Principal component analysis (PCA) is an algorithm for linear dimensionality reduction. It is also used for the identification of simple patterns, latent factors, and structures of high-dimensional data. Here, we derive PCA from first principles, drawing on our understanding of basis and basis change, projections, eigenvalues, Gaussian distributions, and constrained optimisation.

Dimensionality reduction generally exploits a property of high-dimensional data (e.g., images) that it often lies on a low-dimensional subspace.

## Problem Setting

In PCA, we are interested in finding projections $\tilde{x}_n$ of data points $x_n$ that are similar to the original data points as possible, but which have a significantly lower instrinsic dimensionality.

More concretely, we consider an i.i.d. dataset $\mathcal{X} = \{x_1, \cdots, x_N\}, x_n, \in \mathbb{R}^D$ with mean 0 that possesses the data covariance matrix

\begin{equation}
S = \frac{1}{N} \sum^N_{n=1}x_n x_n^{\top}
\end{equation}

Furthermore, we assume there exists a low-dimensional compressed representation

\begin{equation}
z_n = B^{\top}x_n \in \mathbb{R}^M
\end{equation}

of $x_n$, where we define the projection matrix

\begin{equation}
B := [b_1, \cdots, b_M] \in \mathbb{R}^{D \times M}
\end{equation}

We assume that the columns of B are orthonormal (perpendicular/orthogonal) so that $b_i^{\top}b_j = 0$ if and only if $i \neq j$ and $b_i^{\top}b_i = 1$ Weseek an M-dimensional subspace  $U \subseteq \mathbb{R}^D$, $dim(U) = M < D$ onto which we project the data.
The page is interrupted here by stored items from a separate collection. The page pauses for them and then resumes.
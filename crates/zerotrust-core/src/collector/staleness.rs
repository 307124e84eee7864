// Stale-series bookkeeping.
//
// A series that is missing from `threshold` consecutive successful cycles is
// reported for removal. Only successful cycles are observed, so an outage
// never expires anything.

use std::collections::{HashMap, HashSet};

use crate::metrics::LabelSet;

#[derive(Debug)]
pub(crate) struct StaleTracker {
    threshold: u32,
    misses: HashMap<LabelSet, u32>,
}

impl StaleTracker {
    /// `threshold` must be non-zero; zero disables expiry and is handled by
    /// not constructing a tracker at all.
    pub(crate) fn new(threshold: u32) -> Self {
        Self {
            threshold: threshold.max(1),
            misses: HashMap::new(),
        }
    }

    /// Record one successful cycle that published `seen`. Returns the label
    /// sets that just crossed the threshold; they are forgotten afterwards.
    pub(crate) fn observe(&mut self, seen: &HashSet<LabelSet>) -> Vec<LabelSet> {
        let threshold = self.threshold;
        let mut expired = Vec::new();
        self.misses.retain(|labels, misses| {
            if seen.contains(labels) {
                return true;
            }
            *misses += 1;
            if *misses >= threshold {
                expired.push(labels.clone());
                false
            } else {
                true
            }
        });
        for labels in seen {
            self.misses.insert(labels.clone(), 0);
        }
        expired
    }

    #[cfg(test)]
    pub(crate) fn tracked(&self) -> usize {
        self.misses.len()
    }
}

#[cfg(test)]
mod tests {
    use super::*;

    fn set(ids: &[&str]) -> HashSet<LabelSet> {
        ids.iter()
            .map(|id| LabelSet::new().with("device_id", *id))
            .collect()
    }

    #[test]
    fn expires_after_threshold_consecutive_misses() {
        let mut tracker = StaleTracker::new(2);
        assert!(tracker.observe(&set(&["a", "b"])).is_empty());
        assert!(tracker.observe(&set(&["a"])).is_empty());

        let expired = tracker.observe(&set(&["a"]));
        assert_eq!(expired, vec![LabelSet::new().with("device_id", "b")]);
        assert_eq!(tracker.tracked(), 1);
    }

    #[test]
    fn reappearing_resets_the_count() {
        let mut tracker = StaleTracker::new(2);
        tracker.observe(&set(&["a", "b"]));
        tracker.observe(&set(&["a"]));
        tracker.observe(&set(&["a", "b"]));
        assert!(tracker.observe(&set(&["a"])).is_empty());
        assert_eq!(tracker.observe(&set(&["a"])).len(), 1);
    }

    #[test]
    fn threshold_one_expires_on_first_miss() {
        let mut tracker = StaleTracker::new(1);
        tracker.observe(&set(&["a"]));
        assert_eq!(tracker.observe(&set(&[])).len(), 1);
        assert_eq!(tracker.tracked(), 0);
    }
}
We denote the projected data by $\tilde{x}_n \in U$ and their coordinates (with respect to the basis vectors $b1, \cdots, b_M of U)$ by $z_n$. Our aim is to find projections $\tilde{x}_n \in \mathbb{R}^D$ (or equivalently the codes $z_n$ and the basis vectors $b_1, \cdots , b_M$) so that they are as similar to the original data xn and minimize the loss due to compression.

Figure below illustrates the setting we consider in PCA, where $z$ represents the lower-dimensional representation of the compressed data $\tilde{x}$ and plays the role of a bottleneck, which controls how much information can flow between $x$ and $\tilde{x}$. In PCA, we consider a linear relationship between the original data $x$ and its low-dimensional code $z$ so that $z = B^\topx$ and $\tilde{x} = B_z$ for a suitable matrix $B$. Based on the motivation of thinking of PCA as a data compression technique, we can interpret the arrows in the figure below as a pair of operations representing encoders and decoders. The linear mapping represented by $B$ can be thought of as a decoder, which maps the low-dimensional code $z \in \mathbb{R}^M$ back into the original data space $\mathbb{R}^D$. Similarly, $B^{\top}$ can be thought of an encoder, which encodes the original data $x$ as a low-dimensional (compressed) code $z$.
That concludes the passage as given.